The two phosphofructokinase gene products of Entamoeba histolytica.

Two phosphofructokinase genes have been described previously in Entamoeba histolytica. The product of the larger of the two genes codes for a 60-kDa protein that has been described previously as a pyrophosphate (PP(i))-dependent enzyme, and the product of the second, coding for a 48-kDa protein, has been previously reported to be a PP(i)-dependent enzyme with extremely low specific activity. Here it is found that the 48-kDa protein is not a PP(i)-dependent enzyme but a highly active ATP-requiring enzyme (k(cat) = 250 s(-)1) that binds the cosubstrate fructose 6-phosphate (Fru-6-P) with relatively low affinity. This enzyme exists in concentration- and ATP-dependent tetrameric active and dimeric inactive states. Activation is achieved in the presence of nucleoside triphosphates, ADP, and PP(i), but not by AMP, P(i), or the second substrate Fru-6-P. Activation by ATP is facilitated by conditions of molecular crowding. Divalent cations are not required, and no phosphoryl transfer occurs during activation.
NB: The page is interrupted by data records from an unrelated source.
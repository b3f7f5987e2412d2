//! Project locator
//!
//! Finds the project descriptor inside an unpacked submission whose nesting is
//! not known in advance. Layout resolution is an ordered list of strategies;
//! the first one that yields a descriptor wins and is logged.

use std::fmt;
use std::path::{Path, PathBuf};

use thiserror::Error;
use tracing::{info, warn};
use walkdir::WalkDir;

use crate::config::GraderConfig;

#[derive(Debug, Error)]
pub enum LocateError {
    #[error("no submission directory under {}", .0.display())]
    NoSubmissionDir(PathBuf),
    #[error("no .{extension} descriptor found under {}", .best_effort.display())]
    DescriptorNotFound {
        extension: String,
        best_effort: PathBuf,
    },
    #[error("{} descriptors at the same level under {}", .candidates.len(), .dir.display())]
    AmbiguousDescriptor {
        dir: PathBuf,
        candidates: Vec<PathBuf>,
    },
    #[error("failed to list {}: {source}", .path.display())]
    Io {
        path: PathBuf,
        #[source]
        source: std::io::Error,
    },
}

impl LocateError {
    /// Directory that best represents the project despite the failure
    pub fn best_effort_path(&self) -> Option<&Path> {
        match self {
            LocateError::DescriptorNotFound { best_effort, .. } => Some(best_effort),
            LocateError::AmbiguousDescriptor { dir, .. } => Some(dir),
            _ => None,
        }
    }
}

/// Layout resolution strategy, in the order they are tried
#[derive(Debug, Clone, Copy, PartialEq, Eq)]
pub enum Strategy {
    /// Descriptor sits directly in the source directory
    Direct,
    /// Source directory wraps exactly one project directory
    SingleNested,
    /// Shallowest descriptor found by a bounded walk
    Recursive,
}

impl fmt::Display for Strategy {
    fn fmt(&self, f: &mut fmt::Formatter<'_>) -> fmt::Result {
        let s = match self {
            Strategy::Direct => "direct",
            Strategy::SingleNested => "single_nested",
            Strategy::Recursive => "recursive",
        };
        write!(f, "{}", s)
    }
}

/// A located project
#[derive(Debug, Clone, PartialEq)]
pub struct Located {
    /// Directory directly containing the descriptor
    pub project_dir: PathBuf,
    pub descriptor: PathBuf,
    pub strategy: Strategy,
}

/// Locate the project below a submission root.
///
/// The root holds one submission directory, which holds the fixed source
/// directory (falling back to the submission directory itself when that
/// child is missing).
pub fn locate_project(config: &GraderConfig, root: &Path) -> Result<Located, LocateError> {
    let submission_dir = subdirectories(root)?
        .into_iter()
        .next()
        .ok_or_else(|| LocateError::NoSubmissionDir(root.to_path_buf()))?;

    let source_dir = submission_dir.join(&config.source_dir_name);
    let source_dir = if source_dir.is_dir() {
        source_dir
    } else {
        warn!(
            "{} has no {} directory, searching it directly",
            submission_dir.display(),
            config.source_dir_name
        );
        submission_dir
    };

    let located = resolve(config, &source_dir)?;
    info!(
        "Located descriptor {} via {} strategy",
        located.descriptor.display(),
        located.strategy
    );
    Ok(located)
}

fn resolve(config: &GraderConfig, source_dir: &Path) -> Result<Located, LocateError> {
    let ext = config.descriptor_extension.as_str();

    let direct = descriptors_in(source_dir, ext)?;
    if !direct.is_empty() {
        return pick(config, source_dir, direct, Strategy::Direct);
    }

    let subdirs = subdirectories(source_dir)?;
    if let [only] = subdirs.as_slice() {
        let nested = descriptors_in(only, ext)?;
        if !nested.is_empty() {
            return pick(config, only, nested, Strategy::SingleNested);
        }
    }

    if let Some((dir, candidates)) = shallowest_descriptors(source_dir, ext, config.max_search_depth)
    {
        return pick(config, &dir, candidates, Strategy::Recursive);
    }

    let best_effort = match subdirs.as_slice() {
        [only] => only.clone(),
        _ => source_dir.to_path_buf(),
    };
    Err(LocateError::DescriptorNotFound {
        extension: ext.to_string(),
        best_effort,
    })
}

/// Deterministic choice among candidates: first in sorted order.
fn pick(
    config: &GraderConfig,
    dir: &Path,
    candidates: Vec<PathBuf>,
    strategy: Strategy,
) -> Result<Located, LocateError> {
    if candidates.len() > 1 {
        if config.strict_layout {
            return Err(LocateError::AmbiguousDescriptor {
                dir: dir.to_path_buf(),
                candidates,
            });
        }
        warn!(
            "{} descriptors found in {}: {:?}; using the first",
            candidates.len(),
            dir.display(),
            candidates
        );
    }

    let descriptor = candidates
        .into_iter()
        .next()
        .ok_or_else(|| LocateError::DescriptorNotFound {
            extension: config.descriptor_extension.clone(),
            best_effort: dir.to_path_buf(),
        })?;
    let project_dir = descriptor
        .parent()
        .map(Path::to_path_buf)
        .unwrap_or_else(|| dir.to_path_buf());

    Ok(Located {
        project_dir,
        descriptor,
        strategy,
    })
}

fn shallowest_descriptors(
    root: &Path,
    ext: &str,
    max_depth: usize,
) -> Option<(PathBuf, Vec<PathBuf>)> {
    let mut best_depth = usize::MAX;
    let mut found: Vec<PathBuf> = Vec::new();

    for entry in WalkDir::new(root)
        .min_depth(1)
        .max_depth(max_depth)
        .sort_by_file_name()
        .into_iter()
        .filter_entry(|e| e.depth() == 0 || !is_archive_noise(e.path()))
        .filter_map(Result::ok)
    {
        if !entry.file_type().is_file() || !has_extension(entry.path(), ext) {
            continue;
        }
        if entry.depth() < best_depth {
            best_depth = entry.depth();
            found.clear();
        }
        if entry.depth() == best_depth {
            found.push(entry.into_path());
        }
    }

    found.sort();
    let first = found.first()?;
    let dir = first.parent()?.to_path_buf();
    // Only candidates sharing the winning directory compete for selection
    let candidates = found
        .iter()
        .filter(|p| p.parent() == Some(dir.as_path()))
        .cloned()
        .collect();
    if found.len() > 1 {
        warn!(
            "{} descriptors at depth {} under {}",
            found.len(),
            best_depth,
            root.display()
        );
    }
    Some((dir, candidates))
}

fn descriptors_in(dir: &Path, ext: &str) -> Result<Vec<PathBuf>, LocateError> {
    Ok(sorted_entries(dir)?
        .into_iter()
        .filter(|p| p.is_file() && has_extension(p, ext))
        .collect())
}

fn subdirectories(dir: &Path) -> Result<Vec<PathBuf>, LocateError> {
    Ok(sorted_entries(dir)?
        .into_iter()
        .filter(|p| p.is_dir())
        .collect())
}

fn sorted_entries(dir: &Path) -> Result<Vec<PathBuf>, LocateError> {
    let io_err = |source| LocateError::Io {
        path: dir.to_path_buf(),
        source,
    };
    let mut paths = Vec::new();
    for entry in std::fs::read_dir(dir).map_err(io_err)? {
        let path = entry.map_err(io_err)?.path();
        if !is_archive_noise(&path) {
            paths.push(path);
        }
    }
    paths.sort();
    Ok(paths)
}

/// `__MACOSX` resource forks and dot-prefixed entries (`._x.iml`, `.idea`)
fn is_archive_noise(path: &Path) -> bool {
    path.file_name()
        .and_then(|n| n.to_str())
        .is_some_and(|n| n == "__MACOSX" || n.starts_with('.'))
}

fn has_extension(path: &Path, ext: &str) -> bool {
    path.extension().and_then(|e| e.to_str()) == Some(ext)
}
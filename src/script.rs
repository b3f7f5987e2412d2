//! Scripted command list
//!
//! A YAML sequence of records, each carrying at least an `input` line to send
//! to the program. Other fields (expected output and the like) belong to the
//! grading side and are ignored here.

use anyhow::{Context, Result};
use serde::Deserialize;
use std::path::Path;

#[derive(Debug, Deserialize)]
struct ScriptStep {
    input: String,
}

/// Parse a command list, preserving order
pub fn parse_commands(content: &str) -> Result<Vec<String>> {
    let steps: Vec<ScriptStep> = serde_yaml::from_str(content)?;
    Ok(steps.into_iter().map(|s| s.input).collect())
}

pub fn load_commands(path: &Path) -> Result<Vec<String>> {
    let content = std::fs::read_to_string(path)
        .with_context(|| format!("Failed to read command file {}", path.display()))?;
    parse_commands(&content).with_context(|| format!("Invalid command file {}", path.display()))
}
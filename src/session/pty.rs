//! Pseudo-terminal plumbing for interactive children
//!
//! The child gets the slave side of a fresh pty (echo disabled) as its
//! stdin/stdout/stderr and runs in its own process group. The parent keeps the
//! non-blocking master side and reads it line by line with timeouts.

use std::fs::File;
use std::io::{self, Read, Write};
use std::os::fd::{AsRawFd, OwnedFd};
use std::process::{ExitStatus, Stdio};
use std::time::Duration;

use async_trait::async_trait;
use nix::errno::Errno;
use nix::fcntl::{fcntl, FcntlArg, OFlag};
use nix::pty::{openpty, OpenptyResult, Winsize};
use nix::sys::signal::{killpg, Signal};
use nix::sys::termios::{tcgetattr, tcsetattr, LocalFlags, SetArg, Termios};
use nix::unistd::Pid;
use tokio::io::unix::AsyncFd;
use tokio::process::{Child, Command};
use tracing::debug;

use super::{Conversation, SessionError};
use crate::runner::CommandSpec;

/// Outcome of a bounded line read
#[derive(Debug, Clone, PartialEq, Eq)]
pub enum ReadEvent {
    /// A complete line, surrounding whitespace and the `\r\n` trimmed
    Line(String),
    /// Nothing arrived within the timeout
    Timeout,
    /// The slave side was closed: the child and all its descendants are gone
    Eof,
}

/// Read/write end of the pty held by the parent
pub struct PtyChannel {
    master: AsyncFd<File>,
    pending: Vec<u8>,
    eof: bool,
}

impl PtyChannel {
    fn new(master: OwnedFd) -> io::Result<Self> {
        fcntl(master.as_raw_fd(), FcntlArg::F_SETFL(OFlag::O_NONBLOCK)).map_err(io::Error::from)?;
        Ok(Self {
            master: AsyncFd::new(File::from(master))?,
            pending: Vec::new(),
            eof: false,
        })
    }

    /// Read one line, giving up after `timeout`. Cancel-safe: bytes read
    /// before the timeout stay buffered for the next call.
    pub async fn read_line(&mut self, timeout: Duration) -> io::Result<ReadEvent> {
        match tokio::time::timeout(timeout, self.next_line()).await {
            Err(_) => Ok(ReadEvent::Timeout),
            Ok(Ok(Some(line))) => Ok(ReadEvent::Line(line)),
            Ok(Ok(None)) => Ok(ReadEvent::Eof),
            Ok(Err(e)) => Err(e),
        }
    }

    pub async fn write_all(&self, data: &[u8]) -> io::Result<()> {
        let mut written = 0;
        while written < data.len() {
            let mut guard = self.master.writable().await?;
            match guard.try_io(|inner| inner.get_ref().write(&data[written..])) {
                Ok(Ok(n)) => written += n,
                Ok(Err(e)) => return Err(e),
                Err(_would_block) => continue,
            }
        }
        Ok(())
    }

    async fn next_line(&mut self) -> io::Result<Option<String>> {
        loop {
            if let Some(line) = self.take_line() {
                return Ok(Some(line));
            }
            if self.eof {
                return Ok(self.take_rest());
            }
            if self.fill().await? == 0 {
                self.eof = true;
            }
        }
    }

    /// Append whatever is readable to the buffer; 0 means end-of-stream
    async fn fill(&mut self) -> io::Result<usize> {
        let mut chunk = [0u8; 4096];
        loop {
            let mut guard = self.master.readable().await?;
            match guard.try_io(|inner| inner.get_ref().read(&mut chunk)) {
                Ok(Ok(n)) => {
                    self.pending.extend_from_slice(&chunk[..n]);
                    return Ok(n);
                }
                // Linux reports a closed slave as EIO on the master
                Ok(Err(e)) if is_hangup(&e) => return Ok(0),
                Ok(Err(e)) => return Err(e),
                Err(_would_block) => continue,
            }
        }
    }

    fn take_line(&mut self) -> Option<String> {
        let pos = self.pending.iter().position(|&b| b == b'\n')?;
        let raw: Vec<u8> = self.pending.drain(..=pos).collect();
        Some(decode(&raw))
    }

    fn take_rest(&mut self) -> Option<String> {
        if self.pending.is_empty() {
            None
        } else {
            let raw = std::mem::take(&mut self.pending);
            Some(decode(&raw))
        }
    }
}

fn decode(raw: &[u8]) -> String {
    String::from_utf8_lossy(raw).trim().to_string()
}

/// EIO on a pty master: the other side hung up
pub fn is_hangup(e: &io::Error) -> bool {
    e.raw_os_error() == Some(Errno::EIO as i32)
}

/// A child process attached to a pty. Dropping it kills the whole process
/// group if the child is still running.
pub struct PtyProcess {
    child: Child,
    channel: PtyChannel,
    pgid: Option<Pid>,
}

impl PtyProcess {
    pub fn spawn(spec: &CommandSpec) -> Result<Self, SessionError> {
        let OpenptyResult { master, slave } =
            openpty(None::<&Winsize>, None::<&Termios>).map_err(io::Error::from)?;
        disable_echo(&slave).map_err(io::Error::from)?;

        let child = {
            let mut cmd = Command::new(&spec.program);
            cmd.args(&spec.args)
                .envs(spec.env.iter().map(|(k, v)| (k.as_str(), v.as_str())))
                .stdin(Stdio::from(slave.try_clone()?))
                .stdout(Stdio::from(slave.try_clone()?))
                .stderr(Stdio::from(slave))
                .process_group(0)
                .kill_on_drop(true);
            if let Some(dir) = &spec.work_dir {
                cmd.current_dir(dir);
            }
            cmd.spawn().map_err(|source| SessionError::Spawn {
                program: spec.program.clone(),
                source,
            })?
            // `cmd` drops here, closing the parent's copies of the slave
        };

        let pgid = child.id().map(|id| Pid::from_raw(id as i32));
        Ok(Self {
            child,
            channel: PtyChannel::new(master)?,
            pgid,
        })
    }

    /// Wait up to `grace` for the child to exit, killing it otherwise
    pub async fn reap(&mut self, grace: Duration) {
        match tokio::time::timeout(grace, self.child.wait()).await {
            Ok(Ok(status)) => debug!("Program exited with {}", status),
            Ok(Err(e)) => {
                debug!("wait failed: {}", e);
                self.kill().await;
            }
            Err(_) => self.kill().await,
        }
    }
}

#[async_trait]
impl Conversation for PtyProcess {
    async fn send_line(&mut self, line: &str) -> io::Result<()> {
        debug!(target: "grader::wire", ">> {}", line);
        self.channel.write_all(format!("{}\n", line).as_bytes()).await
    }

    async fn read_line(&mut self, timeout: Duration) -> io::Result<ReadEvent> {
        let event = self.channel.read_line(timeout).await?;
        if let ReadEvent::Line(line) = &event {
            debug!(target: "grader::wire", "<< {}", line);
        }
        Ok(event)
    }

    fn has_exited(&mut self) -> bool {
        matches!(self.child.try_wait(), Ok(Some(_)))
    }

    async fn wait(&mut self) -> io::Result<ExitStatus> {
        self.child.wait().await
    }

    /// SIGKILL the process group, then reap the child
    async fn kill(&mut self) {
        if let Some(pgid) = self.pgid {
            let _ = killpg(pgid, Signal::SIGKILL);
        }
        if let Err(e) = self.child.kill().await {
            debug!("kill after group kill: {}", e);
        }
    }
}

impl Drop for PtyProcess {
    fn drop(&mut self) {
        if matches!(self.child.try_wait(), Ok(None)) {
            if let Some(pgid) = self.pgid {
                let _ = killpg(pgid, Signal::SIGKILL);
            }
            let _ = self.child.start_kill();
        }
    }
}

fn disable_echo(slave: &OwnedFd) -> nix::Result<()> {
    let mut termios = tcgetattr(slave)?;
    termios.local_flags.remove(LocalFlags::ECHO);
    tcsetattr(slave, SetArg::TCSANOW, &termios)
}

#[cfg(test)]
mod tests {
    use super::*;

    fn sh(script: &str) -> CommandSpec {
        CommandSpec::new("sh").with_args(["-c", script])
    }

    #[tokio::test]
    async fn test_reads_lines_then_eof() {
        let mut process = PtyProcess::spawn(&sh("printf 'one\\r\\n  two  \\nthree'")).unwrap();
        let timeout = Duration::from_secs(5);

        assert_eq!(
            process.read_line(timeout).await.unwrap(),
            ReadEvent::Line("one".into())
        );
        assert_eq!(
            process.read_line(timeout).await.unwrap(),
            ReadEvent::Line("two".into())
        );
        assert_eq!(
            process.read_line(timeout).await.unwrap(),
            ReadEvent::Line("three".into())
        );
        assert_eq!(process.read_line(timeout).await.unwrap(), ReadEvent::Eof);
        assert_eq!(process.read_line(timeout).await.unwrap(), ReadEvent::Eof);
    }

    #[tokio::test]
    async fn test_timeout_then_late_line() {
        let mut process = PtyProcess::spawn(&sh("sleep 0.5; echo late; sleep 5")).unwrap();

        assert_eq!(
            process.read_line(Duration::from_millis(100)).await.unwrap(),
            ReadEvent::Timeout
        );
        assert_eq!(
            process.read_line(Duration::from_secs(5)).await.unwrap(),
            ReadEvent::Line("late".into())
        );
        process.kill().await;
        assert!(process.has_exited());
    }

    #[tokio::test]
    async fn test_input_is_not_echoed() {
        let mut process =
            PtyProcess::spawn(&sh("IFS= read -r line; echo \"got:$line\"")).unwrap();
        process.send_line("hello").await.unwrap();

        assert_eq!(
            process.read_line(Duration::from_secs(5)).await.unwrap(),
            ReadEvent::Line("got:hello".into())
        );
    }

    #[tokio::test]
    async fn test_spawn_failure() {
        let result = PtyProcess::spawn(&CommandSpec::new("/nonexistent/program"));
        assert!(matches!(result, Err(SessionError::Spawn { .. })));
    }
}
Kinetics of the activated enzyme show cooperativity with Fru-6-P (Fru-6-P(0.5) = 3.8 mm) and inhibition by high ATP and phosphoenolpyruvate. The enzyme is active without prior activation in extracts of E. histolytica. The level of mRNA, the amount of enzyme protein, and the enzyme activity of the 48-kDa enzyme are about one-tenth that of the 60-kDa enzyme in extracts of E. histolytica trophozoites.